Sementara kritik saya terhadap pihak wisudawan, permasalahan yang sebenarnya terbatas pada masalah wisuda, sayangnya digunakan oleh sebagian wisudawan untuk narasi yang lebih besar. Ketidakpercayaan pada Presiden dan hal-hal semacamnya pun dipublikasi ke sana dan kemari dan menimbulkan keributan yang semakin tidak terkontrol.  Padahal untuk melakukan ini ada mekanisme yang telah diatur dalam Undang-Undang melalui jalur resmi, tanpa perlu membuat huru-hara di tengah-tengah publik masisir. Sesuatu yang lagi-lagi, merupakan nilai dasar organisasi PPMI Mesir dan pergerakan kemahasiswaan Indonesia di Mesir.

Lalu bagaimana penyelesaiannya? Pertama yang perlu dilakukan oleh aktor-aktor ini adalah untuk menjaga lisan dan tangannya dari menyebarkan kebencian dan api permusuhan di tengah-tengah masisir. Selain melelahkan, hal ini juga merusak nilai yang harus kita sebagai masisir perjuangkan. Selain itu, hal-hal semacam ini akan dinilai wajar dan akan terwariskan pada para aktivis masisir generasi berikutnya. Sesuatu yang menurut saya adalah tragedi yang menyedihkan. Untuk aktivis generasi baru catat: aktivitas penyebaran kebencian bukan budaya yang patut untuk dinormalisasi, ini sesuatu yang harus diubah!
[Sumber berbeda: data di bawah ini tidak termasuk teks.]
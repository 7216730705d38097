//! # Inline Links
//!
//! Free-text fields may embed links as `((URL label))`. Each token is parsed
//! into a [`Link`], rendered through the user's `link` template and spliced
//! back into the escaped text by [`linkify`].
//!
//! - **`notation`**: delimiter constants, kept out of parser code
//! - **`url`**: absolute URLs and relative references
//! - **`parser`**: one token to one [`Link`]
//! - **`render`**: the [`RenderTemplate`] seam and [`render_link`]
//! - **`linkify`**: placeholder masking, escaping and substitution

pub mod linkify;
pub mod notation;
pub mod parser;
pub mod render;
pub mod types;
pub mod url;

pub use linkify::{escape_html, escape_none, linkify, placeholder};
pub use notation::LinkNotation;
pub use parser::parse_link;
pub use render::{LINK_TEMPLATE, RenderError, RenderTemplate, render_link};
pub use types::{Link, LinkError};
pub use url::LinkUrl;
Berikutnya, jika ada pihak-pihak yang memang merasa dirugikan, selesaikanlah dengan sikap ksatria, jalani proses yudikasi yang telah diatur. Jika sudah ada kesepakatan kedua belah pihak maka bermaafanlah dan jangan bawa lagi narasi yang tidak-tidak ke publik. Sungguh ini merupakan sikap pengecut yang nyata. Ini berlaku bagi semua pihak tidak terkecuali.

Hal terakhir yang ingin saya sampaikan adalah bahwa terlepas dari siapa yang paling bertanggung jawab terhadap permasalahan ini, huru-hara ini sebenarnya memotret apa yang keliru dari masyarakat masisir kita; kegelisahan pada hal yang “remeh-temeh”. Coba bandingkan kerusuhan yang terjadi dalam peristiwa ini dengan kerusuhan masisir saat berbicara tentang permasalahan umat islam di seluruh dunia, apakah bisa dibandingkan? Sama sekali tidak. Atau coba bandingkan dengan masisir saat berbicara permasalahan bangsa Indonesia, apakah bisa dibandingkan? Sama sekali tidak. Atau jangan jauh-jauh, bandingkan kegelisahan ini dengan obrolan mengenai nasib masisir yang tidak jarang merupakan teman satu syaqqah kita yang kesulitan secara ekonomi. Sama sekali tidak bisa dibandingkan!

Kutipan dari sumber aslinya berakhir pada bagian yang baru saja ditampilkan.